Puis le bourreau devint ensevelisseur. Il mit dans un cercueil tout préparé le corps dont il venait de chasser l’âme, ferma la bière et l’expédia à Florence, où elle fut ensevelie la même nuit et en secret dans l’église de San-Lorenzo.

Au reste, don Pierre ne tint pas même son serment ; il épousa, en 1595, Béatrix de Ménessès ; il est vrai que c’était dix-sept ans après l’assassinat d’Éléonore, et que Pierre de Médicis, avec son caractère, devait avoir oublié non seulement le serment fait, mais la cause qui le lui avait dicté.

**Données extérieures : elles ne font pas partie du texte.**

//! Runs strength evaluation and breach lookup side by side and merges them.

use std::time::Duration;

use secrecy::SecretString;
use tokio_util::sync::CancellationToken;

use crate::breach::{BreachLookup, HashPrefix, PasswordHash, RangeEntry, match_candidates};
use crate::config::BreachConfig;
use crate::error::LookupError;
use crate::evaluator::evaluate_password_strength;
use crate::types::{BreachStatus, CheckResult};

pub struct PasswordChecker<L> {
    lookup: L,
    timeout: Duration,
}

impl<L: BreachLookup> PasswordChecker<L> {
    pub fn new(lookup: L, timeout: Duration) -> Self {
        Self { lookup, timeout }
    }

    pub fn from_config(lookup: L, config: &BreachConfig) -> Self {
        Self::new(lookup, config.timeout)
    }

    pub fn lookup(&self) -> &L {
        &self.lookup
    }

    /// Full check of one password.
    ///
    /// The breach lookup only ever sees the hash prefix and is bounded by the
    /// configured timeout. When it fails the assessment is still returned and
    /// the breach side reports [`BreachStatus::Unavailable`].
    pub async fn check(&self, password: &SecretString) -> CheckResult {
        self.run(password, None).await
    }

    /// [`check`](Self::check) whose breach lookup is abandoned once `token` is
    /// cancelled, reporting [`LookupError::Cancelled`]. The assessment is
    /// always delivered.
    pub async fn check_with_cancel(
        &self,
        password: &SecretString,
        token: &CancellationToken,
    ) -> CheckResult {
        self.run(password, Some(token)).await
    }

    async fn run(&self, password: &SecretString, token: Option<&CancellationToken>) -> CheckResult {
        let hash = PasswordHash::of(password);
        let prefix = hash.prefix();

        let (mut assessment, lookup) = tokio::join!(
            async { evaluate_password_strength(password) },
            self.bounded_query(&prefix, token),
        );

        let breach = lookup.map(|candidates| match_candidates(&hash, &candidates));
        match &breach {
            Ok(verdict) => verdict.fold_into(&mut assessment),
            Err(_err) => {
                #[cfg(feature = "tracing")]
                tracing::warn!(prefix = %prefix, error = %_err, "breach status unknown");
            }
        }

        #[cfg(feature = "tracing")]
        tracing::debug!(
            prefix = %prefix,
            score = assessment.score.value(),
            strength = %assessment.label,
            "password checked"
        );

        CheckResult {
            assessment,
            breach: BreachStatus::from(breach),
            hash_prefix: prefix,
        }
    }

    async fn bounded_query(
        &self,
        prefix: &HashPrefix,
        token: Option<&CancellationToken>,
    ) -> Result<Vec<RangeEntry>, LookupError> {
        let query = async {
            tokio::time::timeout(self.timeout, self.lookup.query(prefix))
                .await
                .unwrap_or(Err(LookupError::Timeout(self.timeout)))
        };
        match token {
            Some(token) => tokio::select! {
                biased;
                _ = token.cancelled() => Err(LookupError::Cancelled),
                result = query => result,
            },
            None => query.await,
        }
    }
}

Passons maintenant aux filles de Cosme.

Marie était l’aînée : c’était à dix-sept ans, comme le dit Shakespeare de Juliette, une des plus belles fleurs du printemps de Florence. Le jeune Malatesti, page du grand-duc Cosme, en devint amoureux ; la pauvre enfant de son côté, l’aima de ce premier amour qui ne sait rien refuser. Un vieil Espagnol surprit les deux amans dans un tête-à-tête qui ne laissait aucun doute sur l’intimité de leur liaison, et rapporta au grand-duc Côme ce qu’il avait vu.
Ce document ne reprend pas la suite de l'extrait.